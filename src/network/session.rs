use std::any::type_name;
use std::future::Future;
use std::io;
use std::net::SocketAddr;
use std::sync::atomic::{AtomicBool, Ordering};
use std::sync::Arc;
use std::time::Duration;

use async_channel::TrySendError;
use bytes::Bytes;
use tokio::io::{AsyncReadExt, AsyncWriteExt, BufWriter};
use tokio::net::tcp::{OwnedReadHalf, OwnedWriteHalf};
use tokio::net::TcpStream;
use tokio::task::JoinHandle;
use tokio::time;
use tokio_util::sync::CancellationToken;
use tracing::{debug, error, info, info_span, warn, Instrument};

use super::codec::{encode_frame, frame_size, MessageId};
use super::{FrameDecoder, FrameHandler};
use crate::service::SessionConfig;
use crate::{AppError, AppResult};

pub type SessionId = u64;

/// Called by a session's receive path once it has finished. Must not block.
pub(crate) type CloseNotifier = Box<dyn Fn(SessionId) + Send + Sync>;

/// State shared by a session's two tasks and anyone holding a reference to it.
///
/// This is what handlers and callers see. It can enqueue frames and request a
/// stop, but it cannot wait for the session to finish; only the
/// [`SessionHandle`] owned by the registry can.
#[derive(Debug)]
pub struct SessionContext {
    id: SessionId,
    peer_addr: Option<SocketAddr>,
    running: AtomicBool,
    outbound_tx: async_channel::Sender<Bytes>,
    stop_token: CancellationToken,
    max_frame_total: usize,
}

impl SessionContext {
    pub fn id(&self) -> SessionId {
        self.id
    }

    pub fn peer_addr(&self) -> Option<SocketAddr> {
        self.peer_addr
    }

    pub fn is_running(&self) -> bool {
        self.running.load(Ordering::Acquire)
    }

    /// Encodes a frame and queues it for the send path. Never waits.
    ///
    /// A full queue disconnects the session: a peer that does not keep up with
    /// its own replies is dropped rather than allowed to grow the queue.
    pub fn send_frame(&self, message_id: MessageId, payload: &[u8]) -> AppResult<()> {
        if !self.is_running() {
            return Err(AppError::SessionStopped(self.id));
        }
        if frame_size(payload.len()) > self.max_frame_total {
            return Err(AppError::PayloadTooLarge(payload.len()));
        }
        match self.outbound_tx.try_send(encode_frame(message_id, payload)) {
            Ok(()) => Ok(()),
            Err(TrySendError::Full(_)) => {
                warn!(
                    session_id = self.id,
                    capacity = ?self.outbound_tx.capacity(),
                    "send queue full, disconnecting"
                );
                self.request_stop();
                Err(AppError::SendQueueFull(self.id))
            }
            Err(TrySendError::Closed(_)) => Err(AppError::SessionStopped(self.id)),
        }
    }

    /// Asks both paths to finish. Safe to call any number of times, from any
    /// task, including the session's own.
    ///
    /// Queued frames are still written (each bounded by the drain timeout);
    /// a pending read is abandoned.
    pub fn request_stop(&self) {
        if self.running.swap(false, Ordering::AcqRel) {
            debug!(session_id = self.id, "stop requested");
        }
        self.outbound_tx.close();
        self.stop_token.cancel();
    }

    pub fn queued_frames(&self) -> usize {
        self.outbound_tx.len()
    }
}

/// Owning handle of a running session: its context plus the join handles of
/// both tasks.
///
/// Neither task ever sees this handle, so neither can wait on itself.
#[derive(Debug)]
pub struct SessionHandle {
    context: Arc<SessionContext>,
    reader: JoinHandle<()>,
    writer: JoinHandle<()>,
}

impl SessionHandle {
    /// Starts the receive and send tasks for `stream`.
    ///
    /// Must be called from within a tokio runtime.
    pub(crate) fn spawn(
        id: SessionId,
        stream: TcpStream,
        config: &SessionConfig,
        handler: Arc<dyn FrameHandler>,
        on_close: CloseNotifier,
    ) -> SessionHandle {
        let peer_addr = stream.peer_addr().ok();
        if let Err(e) = stream.set_nodelay(true) {
            debug!(session_id = id, "set_nodelay failed: {}", e);
        }
        let (read_half, write_half) = stream.into_split();
        let (outbound_tx, outbound_rx) = async_channel::bounded(config.send_queue_capacity);

        let context = Arc::new(SessionContext {
            id,
            peer_addr,
            running: AtomicBool::new(true),
            outbound_tx,
            stop_token: CancellationToken::new(),
            max_frame_total: config.max_frame_total,
        });

        let receive_path = ReceivePath {
            context: context.clone(),
            reader: read_half,
            decoder: FrameDecoder::new(config.max_frame_total, config.max_recv_buffer),
            read_chunk_size: config.read_chunk_size,
            handler,
        };
        let send_path = SendPath {
            context: context.clone(),
            writer: BufWriter::new(write_half),
            outbound_rx,
            drain_timeout: config.drain_timeout(),
        };

        let span = info_span!("session", id);
        let reader = tokio::spawn(receive_path.run(on_close).instrument(span.clone()));
        let writer = tokio::spawn(send_path.run().instrument(span));

        info!(
            session_id = id,
            peer = ?peer_addr,
            monotonic_counter.sessions_opened = 1_u64,
            "session started"
        );

        SessionHandle {
            context,
            reader,
            writer,
        }
    }

    pub fn id(&self) -> SessionId {
        self.context.id
    }

    pub fn context(&self) -> &Arc<SessionContext> {
        &self.context
    }

    pub fn request_stop(&self) {
        self.context.request_stop();
    }

    /// True once both tasks have exited.
    pub fn is_finished(&self) -> bool {
        self.reader.is_finished() && self.writer.is_finished()
    }

    /// Requests a stop and waits until both tasks have exited.
    ///
    /// Must not be awaited from inside either of this session's tasks.
    pub async fn stop(self) {
        let SessionHandle {
            context,
            reader,
            writer,
        } = self;
        context.request_stop();
        join_path(context.id, "receive", reader).await;
        join_path(context.id, "send", writer).await;
        info!(
            session_id = context.id,
            monotonic_counter.sessions_closed = 1_u64,
            "session joined"
        );
    }
}

fn get_type_name<T>(_: &T) -> &'static str {
    type_name::<T>()
}

async fn join_path(session_id: SessionId, path: &'static str, handle: JoinHandle<()>) {
    match handle.await {
        Ok(()) => {}
        Err(join_error) if join_error.is_panic() => {
            let payload = join_error.into_panic();
            if let Some(message) = payload.downcast_ref::<&'static str>() {
                error!(session_id, "{} path panicked with message: {}", path, message);
            } else if let Some(message) = payload.downcast_ref::<String>() {
                error!(session_id, "{} path panicked with message: {}", path, message);
            } else {
                error!(
                    session_id,
                    "{} path panicked with an unknown type: {}",
                    path,
                    get_type_name(&payload)
                );
            }
        }
        Err(_) => {
            debug!(session_id, "{} path was cancelled", path);
        }
    }
}

struct ReceivePath {
    context: Arc<SessionContext>,
    reader: OwnedReadHalf,
    decoder: FrameDecoder,
    read_chunk_size: usize,
    handler: Arc<dyn FrameHandler>,
}

/// Ends the session when the receive task ends, whether it returns or a
/// handler panics: stops both paths, then hands the session to whoever joins it.
struct CloseGuard {
    context: Arc<SessionContext>,
    on_close: Option<CloseNotifier>,
}

impl Drop for CloseGuard {
    fn drop(&mut self) {
        if std::thread::panicking() {
            warn!(session_id = self.context.id, "receive path unwinding, closing session");
        }
        self.context.request_stop();
        if let Some(on_close) = self.on_close.take() {
            on_close(self.context.id);
        }
    }
}

impl ReceivePath {
    async fn run(mut self, on_close: CloseNotifier) {
        let id = self.context.id;
        let _close = CloseGuard {
            context: self.context.clone(),
            on_close: Some(on_close),
        };
        debug!(session_id = id, "receive path started");

        match self.read_loop().await {
            Ok(()) => debug!(session_id = id, "receive path finished"),
            Err(e) if e.is_protocol_violation() => {
                warn!(
                    session_id = id,
                    monotonic_counter.protocol_errors = 1_u64,
                    "closing connection: {}",
                    e
                );
            }
            Err(AppError::IoError(e)) => {
                debug!(session_id = id, "connection read failed: {}", e);
            }
            Err(e) => warn!(session_id = id, "closing connection: {}", e),
        }

        drop(self);
        debug!(session_id = id, "receive path exited");
    }

    async fn read_loop(&mut self) -> AppResult<()> {
        let mut chunk = vec![0u8; self.read_chunk_size];
        loop {
            let n = tokio::select! {
                biased;
                _ = self.context.stop_token.cancelled() => return Ok(()),
                res = self.reader.read(&mut chunk) => res?,
            };
            if n == 0 {
                // peer closed
                return Ok(());
            }
            self.decoder.append(&chunk[..n])?;

            while self.context.is_running() {
                match self.decoder.try_pop_frame()? {
                    Some(frame) => self.handler.handle(frame, &self.context)?,
                    None => break,
                }
            }
        }
    }
}

struct SendPath {
    context: Arc<SessionContext>,
    writer: BufWriter<OwnedWriteHalf>,
    outbound_rx: async_channel::Receiver<Bytes>,
    drain_timeout: Duration,
}

impl SendPath {
    async fn run(mut self) {
        let id = self.context.id;
        debug!(session_id = id, "send path started");

        if let Err(e) = self.write_loop().await {
            debug!(session_id = id, "send path failed: {}", e);
            self.context.request_stop();
        }
        let shutdown = self.writer.shutdown();
        if let Err(e) = bounded_by_drain(&self.context.stop_token, self.drain_timeout, shutdown).await
        {
            debug!(session_id = id, "shutdown of write half failed: {}", e);
        }
        debug!(session_id = id, "send path exited");
    }

    /// Writes frames in queue order until the queue is closed and empty.
    async fn write_loop(&mut self) -> AppResult<()> {
        while let Ok(frame) = self.outbound_rx.recv().await {
            let write = self.writer.write_all(&frame);
            bounded_by_drain(&self.context.stop_token, self.drain_timeout, write).await?;
            if self.outbound_rx.is_empty() {
                let flush = self.writer.flush();
                bounded_by_drain(&self.context.stop_token, self.drain_timeout, flush).await?;
            }
        }
        Ok(())
    }
}

/// Runs `fut` to completion while the session is running; once stop has been
/// requested it gets at most `drain_timeout` more.
async fn bounded_by_drain<F>(
    stop_token: &CancellationToken,
    drain_timeout: Duration,
    fut: F,
) -> AppResult<()>
where
    F: Future<Output = io::Result<()>>,
{
    tokio::select! {
        res = fut => res.map_err(AppError::from),
        _ = async {
            stop_token.cancelled().await;
            time::sleep(drain_timeout).await;
        } => Err(AppError::DetailedIoError(format!(
            "write did not finish within {:?} after stop",
            drain_timeout
        ))),
    }
}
※
WHAT THE TASK ASKS:
In the lines above, find the word "closing" and copy every line it occurs in.

RESPONSE TO THE TASK:
            warn!(session_id = self.context.id, "receive path unwinding, closing session");
                    "closing connection: {}",
            Err(e) => warn!(session_id = id, "closing connection: {}", e),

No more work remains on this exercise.